Please return the whole listing, character for character.
────────────────────────────────────────
use crate::api::osf::types::{InstitutionChoices, PageContext, SubscriptionNode, WikiSettingsNode};
use crate::settings::groups::GroupId;
use anyhow::Result;
use crossterm::event::{Event as CrosstermEvent, EventStream, KeyEvent, MouseEvent};
use futures::{FutureExt, StreamExt};
use tokio::sync::mpsc;

#[derive(Clone, Debug)]
pub enum Event {
    Tick,
    Key(KeyEvent),
    Mouse(MouseEvent),
    Resize(u16, u16),
    PageContextFetched(Result<PageContext, String>),
    SubscriptionsFetched(Result<Vec<SubscriptionNode>, String>),
    WikiSettingsFetched(Result<Vec<WikiSettingsNode>, String>),
    InstitutionsFetched(Result<InstitutionChoices, String>),
    SettingsSubmitted {
        group: GroupId,
        result: Result<(), String>,
    },
}

#[derive(Debug)]
pub struct EventHandler {
    tx: mpsc::UnboundedSender<Event>,
    rx: mpsc::UnboundedReceiver<Event>,
    _task: tokio::task::JoinHandle<()>,
}

impl EventHandler {
    pub fn new(tick_rate: std::time::Duration) -> Self {
        let (tx, rx) = mpsc::unbounded_channel();
        let task_tx = tx.clone();
        let _task = tokio::spawn(async move {
            let mut reader = EventStream::new();
            let mut interval = tokio::time::interval(tick_rate);
            loop {
                let tick_delay = interval.tick();
                let crossterm_event = reader.next().fuse();
                let event = tokio::select! {
                    _ = tick_delay => Some(Event::Tick),
                    Some(Ok(evt)) = crossterm_event => match evt {
                        CrosstermEvent::Key(key)
                            if key.kind == crossterm::event::KeyEventKind::Press =>
                        {
                            Some(Event::Key(key))
                        }
                        CrosstermEvent::Mouse(mouse) => Some(Event::Mouse(mouse)),
                        CrosstermEvent::Resize(w, h) => Some(Event::Resize(w, h)),
                        _ => None,
                    },
                };
                if let Some(event) = event {
                    // Receiver gone means the app is shutting down.
                    if task_tx.send(event).is_err() {
                        break;
                    }
                }
            }
        });
        Self { tx, rx, _task }
    }

    pub fn sender(&self) -> mpsc::UnboundedSender<Event> {
        self.tx.clone()
    }

    pub async fn next(&mut self) -> Result<Event> {
        self.rx
            .recv()
            .await
            .ok_or_else(|| anyhow::anyhow!("Unable to get event"))
    }
}
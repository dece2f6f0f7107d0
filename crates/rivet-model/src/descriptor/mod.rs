//! Descriptors handed to the emission stage.
//!
//! Type and interface descriptors are derived here; member and method
//! descriptors are produced by the caller and only stored.

mod invokable;
mod ty;

pub use invokable::InvokableInterfaceDescriptor;
pub use ty::{BaseType, TypeDescriptor, is_empty_constructable};

use crate::source::{MemberHandle, TypeHandle};
use serde::Serialize;
use std::hash::{Hash, Hasher};

///
/// MemberDescriptor
/// One serializable member of a type, as discovered by the caller.
///

#[derive(Clone, Debug, Eq, PartialEq, Serialize)]
pub struct MemberDescriptor {
    pub name: String,
    pub member: MemberHandle,
    pub ty: TypeHandle,
    pub field_id: u32,
}

///
/// MethodDescriptor
///
/// One invokable method; the key of the generated-invoker index. Identity is
/// the (interface, method) handle pair; `name` is display only.
///

#[derive(Clone, Debug, Serialize)]
pub struct MethodDescriptor {
    pub interface: TypeHandle,
    pub method: MemberHandle,
    pub name: String,
}

impl MethodDescriptor {
    #[must_use]
    pub fn new(interface: TypeHandle, method: MemberHandle, name: impl Into<String>) -> Self {
        Self {
            interface,
            method,
            name: name.into(),
        }
    }
}

impl PartialEq for MethodDescriptor {
    fn eq(&self, other: &Self) -> bool {
        self.interface == other.interface && self.method == other.method
    }
}

impl Eq for MethodDescriptor {}

impl Hash for MethodDescriptor {
    fn hash<H: Hasher>(&self, state: &mut H) {
        self.interface.hash(state);
        self.method.hash(state);
    }
}

///
/// GeneratedInvokerDescriptor
///

#[derive(Clone, Debug, Eq, PartialEq, Serialize)]
pub struct GeneratedInvokerDescriptor {
    pub method: MethodDescriptor,
    pub name: String,
    pub generated_namespace: String,
}

impl GeneratedInvokerDescriptor {
    /// Fully-qualified name of the generated invoker.
    #[must_use]
    pub fn qualified_name(&self) -> String {
        format!("{}.{}", self.generated_namespace, self.name)
    }
}

///
/// GeneratedProxyDescriptor
///

#[derive(Clone, Debug, Eq, PartialEq, Serialize)]
pub struct GeneratedProxyDescriptor {
    pub interface: TypeHandle,
    pub name: String,
    pub generated_namespace: String,
}
use crate::source::{SemanticSource, TypeHandle};
use derive_more::Display;
use serde::Serialize;

///
/// Accessibility
///
/// Declared visibility of a type. Variants are ordered from most to least
/// restrictive, so `min` picks the more restrictive of two values.
///

#[derive(Clone, Copy, Debug, Display, Eq, Hash, Ord, PartialEq, PartialOrd, Serialize)]
pub enum Accessibility {
    #[display("private")]
    Private,

    /// Visible to derived types within the same assembly only.
    #[display("private protected")]
    ProtectedAndInternal,

    #[display("protected")]
    Protected,

    #[display("internal")]
    Internal,

    /// Visible to derived types or anything in the same assembly.
    #[display("protected internal")]
    ProtectedOrInternal,

    #[display("public")]
    Public,
}

impl Accessibility {
    /// The more restrictive of two accessibilities.
    #[must_use]
    pub fn restrict(self, other: Self) -> Self {
        self.min(other)
    }

    #[must_use]
    pub const fn is_public(self) -> bool {
        matches!(self, Self::Public)
    }
}

/// Effective accessibility of a type: the most restrictive of its own declared
/// accessibility and that of every lexically enclosing type.
#[must_use]
pub fn effective_accessibility(source: &dyn SemanticSource, ty: TypeHandle) -> Accessibility {
    let mut accessibility = source.declared_accessibility(ty);
    let mut current = source.containing_type(ty);

    while let Some(outer) = current {
        accessibility = accessibility.restrict(source.declared_accessibility(outer));
        current = source.containing_type(outer);
    }

    accessibility
}

///
/// TESTS
///

#[cfg(test)]
mod tests {
    use super::*;
    use crate::source::{MemorySource, TypeDecl};

    #[test]
    fn ordering_runs_private_to_public() {
        assert!(Accessibility::Private < Accessibility::ProtectedAndInternal);
        assert!(Accessibility::ProtectedAndInternal < Accessibility::Protected);
        assert!(Accessibility::Protected < Accessibility::Internal);
        assert!(Accessibility::Internal < Accessibility::ProtectedOrInternal);
        assert!(Accessibility::ProtectedOrInternal < Accessibility::Public);
    }

    #[test]
    fn nested_public_type_inherits_private_container() {
        let mut source = MemorySource::new();
        let outer = source.declare(TypeDecl::class("Outer").accessibility(Accessibility::Private));
        let middle = source.declare(
            TypeDecl::class("Middle")
                .accessibility(Accessibility::Public)
                .nested_in(outer),
        );
        let inner = source.declare(
            TypeDecl::class("Inner")
                .accessibility(Accessibility::Public)
                .nested_in(middle),
        );

        assert_eq!(
            effective_accessibility(&source, inner),
            Accessibility::Private
        );
    }

    #[test]
    fn own_restriction_wins_over_public_container() {
        let mut source = MemorySource::new();
        let outer = source.declare(TypeDecl::class("Outer"));
        let inner = source.declare(
            TypeDecl::class("Inner")
                .accessibility(Accessibility::Internal)
                .nested_in(outer),
        );

        assert_eq!(
            effective_accessibility(&source, inner),
            Accessibility::Internal
        );
    }

    #[test]
    fn display_uses_declaration_keywords() {
        assert_eq!(
            Accessibility::ProtectedAndInternal.to_string(),
            "private protected"
        );
        assert_eq!(Accessibility::Public.to_string(), "public");
    }
}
────────────────────────────────────────
> Response below:
use crate::api::osf::types::{InstitutionChoices, PageContext, SubscriptionNode, WikiSettingsNode};
use crate::settings::groups::GroupId;
use anyhow::Result;
use crossterm::event::{Event as CrosstermEvent, EventStream, KeyEvent, MouseEvent};
use futures::{FutureExt, StreamExt};
use tokio::sync::mpsc;

#[derive(Clone, Debug)]
pub enum Event {
    Tick,
    Key(KeyEvent),
    Mouse(MouseEvent),
    Resize(u16, u16),
    PageContextFetched(Result<PageContext, String>),
    SubscriptionsFetched(Result<Vec<SubscriptionNode>, String>),
    WikiSettingsFetched(Result<Vec<WikiSettingsNode>, String>),
    InstitutionsFetched(Result<InstitutionChoices, String>),
    SettingsSubmitted {
        group: GroupId,
        result: Result<(), String>,
    },
}

#[derive(Debug)]
pub struct EventHandler {
    tx: mpsc::UnboundedSender<Event>,
    rx: mpsc::UnboundedReceiver<Event>,
    _task: tokio::task::JoinHandle<()>,
}

impl EventHandler {
    pub fn new(tick_rate: std::time::Duration) -> Self {
        let (tx, rx) = mpsc::unbounded_channel();
        let task_tx = tx.clone();
        let _task = tokio::spawn(async move {
            let mut reader = EventStream::new();
            let mut interval = tokio::time::interval(tick_rate);
            loop {
                let tick_delay = interval.tick();
                let crossterm_event = reader.next().fuse();
                let event = tokio::select! {
                    _ = tick_delay => Some(Event::Tick),
                    Some(Ok(evt)) = crossterm_event => match evt {
                        CrosstermEvent::Key(key)
                            if key.kind == crossterm::event::KeyEventKind::Press =>
                        {
                            Some(Event::Key(key))
                        }
                        CrosstermEvent::Mouse(mouse) => Some(Event::Mouse(mouse)),
                        CrosstermEvent::Resize(w, h) => Some(Event::Resize(w, h)),
                        _ => None,
                    },
                };
                if let Some(event) = event {
                    // Receiver gone means the app is shutting down.
                    if task_tx.send(event).is_err() {
                        break;
                    }
                }
            }
        });
        Self { tx, rx, _task }
    }

    pub fn sender(&self) -> mpsc::UnboundedSender<Event> {
        self.tx.clone()
    }

    pub async fn next(&mut self) -> Result<Event> {
        self.rx
            .recv()
            .await
            .ok_or_else(|| anyhow::anyhow!("Unable to get event"))
    }
}
repository dece2f6f0f7107d0
filename crates/rivet-model/src/descriptor/mod.rs
//! Descriptors handed to the emission stage.
//!
//! Type and interface descriptors are derived here; member and method
//! descriptors are produced by the caller and only stored.

mod invokable;
mod ty;

pub use invokable::InvokableInterfaceDescriptor;
pub use ty::{BaseType, TypeDescriptor, is_empty_constructable};

use crate::source::{MemberHandle, TypeHandle};
use serde::Serialize;
use std::hash::{Hash, Hasher};

///
/// MemberDescriptor
/// One serializable member of a type, as discovered by the caller.
///

#[derive(Clone, Debug, Eq, PartialEq, Serialize)]
pub struct MemberDescriptor {
    pub name: String,
    pub member: MemberHandle,
    pub ty: TypeHandle,
    pub field_id: u32,
}

///
/// MethodDescriptor
///
/// One invokable method; the key of the generated-invoker index. Identity is
/// the (interface, method) handle pair; `name` is display only.
///

#[derive(Clone, Debug, Serialize)]
pub struct MethodDescriptor {
    pub interface: TypeHandle,
    pub method: MemberHandle,
    pub name: String,
}

impl MethodDescriptor {
    #[must_use]
    pub fn new(interface: TypeHandle, method: MemberHandle, name: impl Into<String>) -> Self {
        Self {
            interface,
            method,
            name: name.into(),
        }
    }
}

impl PartialEq for MethodDescriptor {
    fn eq(&self, other: &Self) -> bool {
        self.interface == other.interface && self.method == other.method
    }
}

impl Eq for MethodDescriptor {}

impl Hash for MethodDescriptor {
    fn hash<H: Hasher>(&self, state: &mut H) {
        self.interface.hash(state);
        self.method.hash(state);
    }
}

///
/// GeneratedInvokerDescriptor
///

#[derive(Clone, Debug, Eq, PartialEq, Serialize)]
pub struct GeneratedInvokerDescriptor {
    pub method: MethodDescriptor,
    pub name: String,
    pub generated_namespace: String,
}

impl GeneratedInvokerDescriptor {
    /// Fully-qualified name of the generated invoker.
    #[must_use]
    pub fn qualified_name(&self) -> String {
        format!("{}.{}", self.generated_namespace, self.name)
    }
}

///
/// GeneratedProxyDescriptor
///

#[derive(Clone, Debug, Eq, PartialEq, Serialize)]
pub struct GeneratedProxyDescriptor {
    pub interface: TypeHandle,
    pub name: String,
    pub generated_namespace: String,
}
use crate::source::{SemanticSource, TypeHandle};
use derive_more::Display;
use serde::Serialize;

///
/// Accessibility
///
/// Declared visibility of a type. Variants are ordered from most to least
/// restrictive, so `min` picks the more restrictive of two values.
///

#[derive(Clone, Copy, Debug, Display, Eq, Hash, Ord, PartialEq, PartialOrd, Serialize)]
pub enum Accessibility {
    #[display("private")]
    Private,

    /// Visible to derived types within the same assembly only.
    #[display("private protected")]
    ProtectedAndInternal,

    #[display("protected")]
    Protected,

    #[display("internal")]
    Internal,

    /// Visible to derived types or anything in the same assembly.
    #[display("protected internal")]
    ProtectedOrInternal,

    #[display("public")]
    Public,
}

impl Accessibility {
    /// The more restrictive of two accessibilities.
    #[must_use]
    pub fn restrict(self, other: Self) -> Self {
        self.min(other)
    }

    #[must_use]
    pub const fn is_public(self) -> bool {
        matches!(self, Self::Public)
    }
}

/// Effective accessibility of a type: the most restrictive of its own declared
/// accessibility and that of every lexically enclosing type.
#[must_use]
pub fn effective_accessibility(source: &dyn SemanticSource, ty: TypeHandle) -> Accessibility {
    let mut accessibility = source.declared_accessibility(ty);
    let mut current = source.containing_type(ty);

    while let Some(outer) = current {
        accessibility = accessibility.restrict(source.declared_accessibility(outer));
        current = source.containing_type(outer);
    }

    accessibility
}

///
/// TESTS
///

#[cfg(test)]
mod tests {
    use super::*;
    use crate::source::{MemorySource, TypeDecl};

    #[test]
    fn ordering_runs_private_to_public() {
        assert!(Accessibility::Private < Accessibility::ProtectedAndInternal);
        assert!(Accessibility::ProtectedAndInternal < Accessibility::Protected);
        assert!(Accessibility::Protected < Accessibility::Internal);
        assert!(Accessibility::Internal < Accessibility::ProtectedOrInternal);
        assert!(Accessibility::ProtectedOrInternal < Accessibility::Public);
    }

    #[test]
    fn nested_public_type_inherits_private_container() {
        let mut source = MemorySource::new();
        let outer = source.declare(TypeDecl::class("Outer").accessibility(Accessibility::Private));
        let middle = source.declare(
            TypeDecl::class("Middle")
                .accessibility(Accessibility::Public)
                .nested_in(outer),
        );
        let inner = source.declare(
            TypeDecl::class("Inner")
                .accessibility(Accessibility::Public)
                .nested_in(middle),
        );

        assert_eq!(
            effective_accessibility(&source, inner),
            Accessibility::Private
        );
    }

    #[test]
    fn own_restriction_wins_over_public_container() {
        let mut source = MemorySource::new();
        let outer = source.declare(TypeDecl::class("Outer"));
        let inner = source.declare(
            TypeDecl::class("Inner")
                .accessibility(Accessibility::Internal)
                .nested_in(outer),
        );

        assert_eq!(
            effective_accessibility(&source, inner),
            Accessibility::Internal
        );
    }

    #[test]
    fn display_uses_declaration_keywords() {
        assert_eq!(
            Accessibility::ProtectedAndInternal.to_string(),
            "private protected"
        );
        assert_eq!(Accessibility::Public.to_string(), "public");
    }
}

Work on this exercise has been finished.